Work item — Copy out each line below in which the string "FrameState" appears.

*** Available records Section Begins ***

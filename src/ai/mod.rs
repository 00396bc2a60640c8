//! Heuristic computer opponent.
//!
//! - `evaluate`: card usefulness and discard scoring
//! - `arrangement`: greedy phase layouts
//! - `heuristic`: the turn driver, [`HeuristicAi`]

pub mod arrangement;
pub mod evaluate;
pub mod heuristic;

pub use arrangement::{find_arrangement, Arrangement};
pub use heuristic::{AiStep, AiTurnReport, HeuristicAi};
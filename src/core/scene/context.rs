//=========================================================================
// Scene Context
//=========================================================================
//
// What a scene can see and request during its lifecycle hooks.
//
// The window owns a `FrameState` and lends it to the active scene through
// `SceneContext` for the duration of a single hook call.
//
// Each scene gets a fresh default camera: it is rebuilt right before every
// `on_start` and dropped when the window frees its device.
//
//=========================================================================

//=== Internal Dependencies ===============================================

use super::transition_queue::TransitionQueue;
use super::Scene;
use crate::config::ClearColor;
use crate::core::input::{InputState, Keyboard, Mouse};
use crate::gpu::{Camera, Gfx};

//=== FrameState ==========================================================

/// Window state shared with scenes.
pub(crate) struct FrameState {
    pub(crate) input: InputState,
    pub(crate) gfx: Gfx,
    pub(crate) clear_color: ClearColor,
    pub(crate) transitions: TransitionQueue,
    pub(crate) quit_requested: bool,
    pub(crate) size: (u32, u32),
    pub(crate) frame: u64,
    pub(crate) camera: Option<Camera>,
}

impl FrameState {
    pub(crate) fn new(gfx: Gfx, clear_color: ClearColor, size: (u32, u32)) -> Self {
        Self {
            input: InputState::new(),
            gfx,
            clear_color,
            transitions: TransitionQueue::new(),
            quit_requested: false,
            size,
            frame: 0,
            camera: None,
        }
    }

    /// Replaces the default camera with one at the origin.
    pub(crate) fn reset_camera(&mut self) {
        self.camera = Some(Camera::new(&self.gfx));
    }
}

//=== SceneContext ========================================================

/// Access to input, time, the graphics device and window requests.
pub struct SceneContext<'a> {
    state: &'a mut FrameState,
}

impl<'a> SceneContext<'a> {
    pub(crate) fn new(state: &'a mut FrameState) -> Self {
        Self { state }
    }

    //--- Input ------------------------------------------------------------

    pub fn keyboard(&self) -> &Keyboard {
        self.state.input.keyboard()
    }

    pub fn mouse(&self) -> &Mouse {
        self.state.input.mouse()
    }

    pub fn input(&self) -> &InputState {
        &self.state.input
    }

    //--- Time & Graphics --------------------------------------------------

    /// Seconds since the window's clock started.
    pub fn time(&self) -> f32 {
        self.state.gfx.seconds()
    }

    /// Number of frames presented so far.
    pub fn frame(&self) -> u64 {
        self.state.frame
    }

    /// Graphics handle for constructing resources.
    pub fn gfx(&self) -> &Gfx {
        &self.state.gfx
    }

    /// The scene's default camera, at the origin when the scene starts.
    pub fn camera(&mut self) -> &mut Camera {
        let gfx = &self.state.gfx;
        self.state.camera.get_or_insert_with(|| Camera::new(gfx))
    }

    /// Drawable size in physical pixels.
    pub fn size(&self) -> (u32, u32) {
        self.state.size
    }

    pub fn clear_color(&self) -> ClearColor {
        self.state.clear_color
    }

    /// Sets the color the next frame is cleared to. Channels are clamped to `[0, 1]`.
    pub fn set_clear_color(&mut self, color: impl Into<ClearColor>) {
        self.state.clear_color = color.into().clamped();
    }

    //--- Requests ---------------------------------------------------------

    /// Replaces the active scene at the end of this frame.
    ///
    /// The current hook runs to completion first. If several requests are
    /// made in the same frame, the last one is applied.
    pub fn go_to(&mut self, next: impl Scene + 'static) {
        self.state.transitions.push(Box::new(next));
    }

    /// Stops the frame loop once the current frame has been presented.
    pub fn quit(&mut self) {
        self.state.quit_requested = true;
    }

    pub fn is_quitting(&self) -> bool {
        self.state.quit_requested
    }

    pub fn has_pending_transition(&self) -> bool {
        self.state.transitions.is_pending()
    }

    pub(crate) fn reset_camera(&mut self) {
        self.state.reset_camera();
    }

    pub(crate) fn discard_pending_transition(&mut self) -> bool {
        self.state.transitions.clear()
    }
}

//=========================================================================
// Unit Tests
//=========================================================================

#[cfg(test)]
mod tests {
    use super::*;
    use crate::core::input::{InputEvent, KeyCode};
    use crate::core::Clock;

    struct Idle;

    impl Scene for Idle {
        fn on_update(&mut self, _ctx: &mut SceneContext<'_>, _dt: f32) {}
    }

    fn state() -> FrameState {
        FrameState::new(Gfx::detached(Clock::start()), ClearColor::WHITE, (800, 600))
    }

    #[test]
    fn reads_input_snapshot() {
        let mut state = state();
        state.input.apply(InputEvent::KeyDown(KeyCode::Space));

        let ctx = SceneContext::new(&mut state);
        assert!(ctx.keyboard().was_pressed(KeyCode::Space));
        assert!(!ctx.mouse().is_pressed(crate::core::input::Button::Any));
        assert_eq!(ctx.size(), (800, 600));
    }

    #[test]
    fn clear_color_is_clamped() {
        let mut state = state();
        let mut ctx = SceneContext::new(&mut state);
        ctx.set_clear_color([2.0, 0.5, -1.0, 1.0]);
        assert_eq!(ctx.clear_color(), ClearColor::rgba(1.0, 0.5, 0.0, 1.0));
    }

    #[test]
    fn camera_is_created_on_demand_and_reset() {
        let mut state = state();
        assert!(state.camera.is_none());

        SceneContext::new(&mut state).camera().translate(5.0, 0.0);
        assert_eq!(SceneContext::new(&mut state).camera().position().x, 5.0);

        state.reset_camera();
        assert_eq!(SceneContext::new(&mut state).camera().position().x, 0.0);
    }

    #[test]
    fn requests_are_recorded() {
        let mut state = state();
        {
            let mut ctx = SceneContext::new(&mut state);
            ctx.go_to(Idle);
            ctx.quit();
            assert!(ctx.has_pending_transition());
            assert!(ctx.is_quitting());
        }
        assert!(state.quit_requested);
        assert!(state.transitions.is_pending());
    }
}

*** Available records Section Ends ***

Reply to the exercise —
// The window owns a `FrameState` and lends it to the active scene through
//=== FrameState ==========================================================
pub(crate) struct FrameState {
impl FrameState {
    state: &'a mut FrameState,
    pub(crate) fn new(state: &'a mut FrameState) -> Self {
    fn state() -> FrameState {
        FrameState::new(Gfx::detached(Clock::start()), ClearColor::WHITE, (800, 600))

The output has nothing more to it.